Heterozygous germline mutations in GATA2 are the most common cause of paediatric and young adult MDS, particularly associated with monosomy 7, trisomy 8, AML and aplastic anaemia. Myeloid malignancy penetrance is extremely high at 75% [58], with a median age of 19 at leukaemic onset. In paediatric and adolescent MDS, GATA deficiency accounts for 7% of all MDS in this age-group, rising to 15% of advanced cases, and 37% of monosomy 7 patients, including two-thirds of adolescents with monosomy 7 [54]. Germline mutations are particularly associated with truncating or missense mutations affecting the second zinc finger (ZF2), as opposed to zinc finger 1 (ZF1) missense mutations seen mostly in somatic disease. Studies carefully assessing non-coding GATA2 regulatory regions and synonymous mutations suggest that the true prevalence could be higher than currently described [54,59].
Although initial kindreds demonstrated an autosomal dominant inheritance pattern, de novo loss of function variants are most common in paediatric MDS. Less than 30% of patients with germline GATA2 mutations have an affected family member [54].
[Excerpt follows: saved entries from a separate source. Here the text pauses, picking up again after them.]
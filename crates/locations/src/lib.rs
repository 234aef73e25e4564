//! Locations domain module.
//!
//! Hierarchical storage locations (site, warehouse, zone, ... bin) as a single
//! aggregate that owns its sub-locations. Pure domain logic: no IO, no storage.

pub mod location;

pub use location::{Location, LocationId, LocationState, LocationType, NewLocation, keys};
//! Entity trait: identity + continuity across state changes.
//!
//! Two entities are the same entity iff they are of the same concrete type and
//! carry the same *assigned* identifier. An entity without an identifier is
//! transient (not yet persisted) and is only ever equal to itself.

use core::any::{Any, TypeId};
use core::hash::{Hash, Hasher};

/// Hash fed into the hasher for transient entities.
const TRANSIENT_HASH_SENTINEL: u64 = 0x7472_616e_7369_656e;

/// Entity marker + minimal interface.
pub trait Entity {
    /// Strongly-typed entity identifier.
    type Id: Clone + Eq + Hash + core::fmt::Debug + 'static;

    /// Returns the entity identifier, or `None` while the entity is transient.
    fn id(&self) -> Option<&Self::Id>;

    fn is_transient(&self) -> bool {
        self.id().is_none()
    }

    fn is_persistent(&self) -> bool {
        !self.is_transient()
    }

    /// Identity comparison: both identifiers assigned and equal.
    fn same_identity_as(&self, other: &Self) -> bool {
        match (self.id(), other.id()) {
            (Some(a), Some(b)) => a == b,
            _ => false,
        }
    }

    /// Feeds the identity into `state`. Equal entities hash equally; all
    /// transient entities share one sentinel.
    fn identity_hash<H: Hasher>(&self, state: &mut H) {
        match self.id() {
            Some(id) => id.hash(state),
            None => TRANSIENT_HASH_SENTINEL.hash(state),
        }
    }
}

/// Compare entities that may be of different concrete types.
///
/// Different types are never equal, whatever their identifiers.
pub fn entity_eq<A, B>(a: &A, b: &B) -> bool
where
    A: Entity + 'static,
    B: Entity + 'static,
{
    if TypeId::of::<A>() != TypeId::of::<B>() {
        return false;
    }
    match (a.id(), b.id()) {
        (Some(a_id), Some(b_id)) => (b_id as &dyn Any)
            .downcast_ref::<A::Id>()
            .is_some_and(|b_id| a_id == b_id),
        _ => false,
    }
}

/// Implements `PartialEq`, `Eq` and `Hash` for an [`Entity`] by identity.
///
/// The same instance always equals itself (pointer identity), so `Eq`'s
/// reflexivity holds for transient entities too.
#[macro_export]
macro_rules! impl_entity_identity {
    ($t:ty) => {
        impl ::core::cmp::PartialEq for $t {
            fn eq(&self, other: &Self) -> bool {
                ::core::ptr::eq(self, other) || $crate::Entity::same_identity_as(self, other)
            }
        }

        impl ::core::cmp::Eq for $t {}

        impl ::core::hash::Hash for $t {
            fn hash<H: ::core::hash::Hasher>(&self, state: &mut H) {
                $crate::Entity::identity_hash(self, state)
            }
        }
    };
}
Somatic ASXL1 variants frequently co-occur in up to 29% of patients and associate with transformation to proliferative CMML in young women [60]. Seen in isolation, the prognosis is poorer than for GATA2WT patients but similar when MDS subtype and karyotypic risk are accounted for [54]. Outcomes post-chemotherapy are poor [61], and the optimal timing for transplant may be in the late hypocellular phase before progression to advanced disease or upon progressive organ manifestations, as life-threatening complications such as PAP respond rapidly to stem cell transplantation. Monitoring serum Flt3 ligand may be useful to detect early stress upon haematopoiesis and clinical progression [51]. Favourable outcomes are seen post-transplantation in young patients; however, conditioning regimes may need to be tailored to reduce toxicity and incorporate prophylaxis against opportunistic infections [32,62,63,64].
Fanconi Anaemia
First described a century ago, the combination of congenital physical anomalies and cytopenias, now known as Fanconi anaemia (FA), is well described in association with bone marrow failure and MDS/AML. This diverse syndrome is caused by defective DNA repair and diagnosed traditionally by chromosome hypersensitivity to DNA crosslinking agents. Germline mutations in 23 different genes are responsible for increased DNA breakage and very high cancer susceptibility. The FA genes code for proteins that form the core complex responding to DNA damage. They perform critical roles in removing interstrand crosslinks preventing DNA replication and transcription, as well as other roles in replication fork stability and telomere maintenance [65]. Almost all mutations are autosomal recessive and mutations in FANCA, FANCC and FANCG are responsible for 90% of cases, whilst other mutations cause similar syndromes without confirmed MDS predisposition. Rare biallelic mutations in BRCA2 (also known as FANCD1) and PALB2 (FANCN) cause MDS/AML and solid tumours exceptionally early in childhood [66].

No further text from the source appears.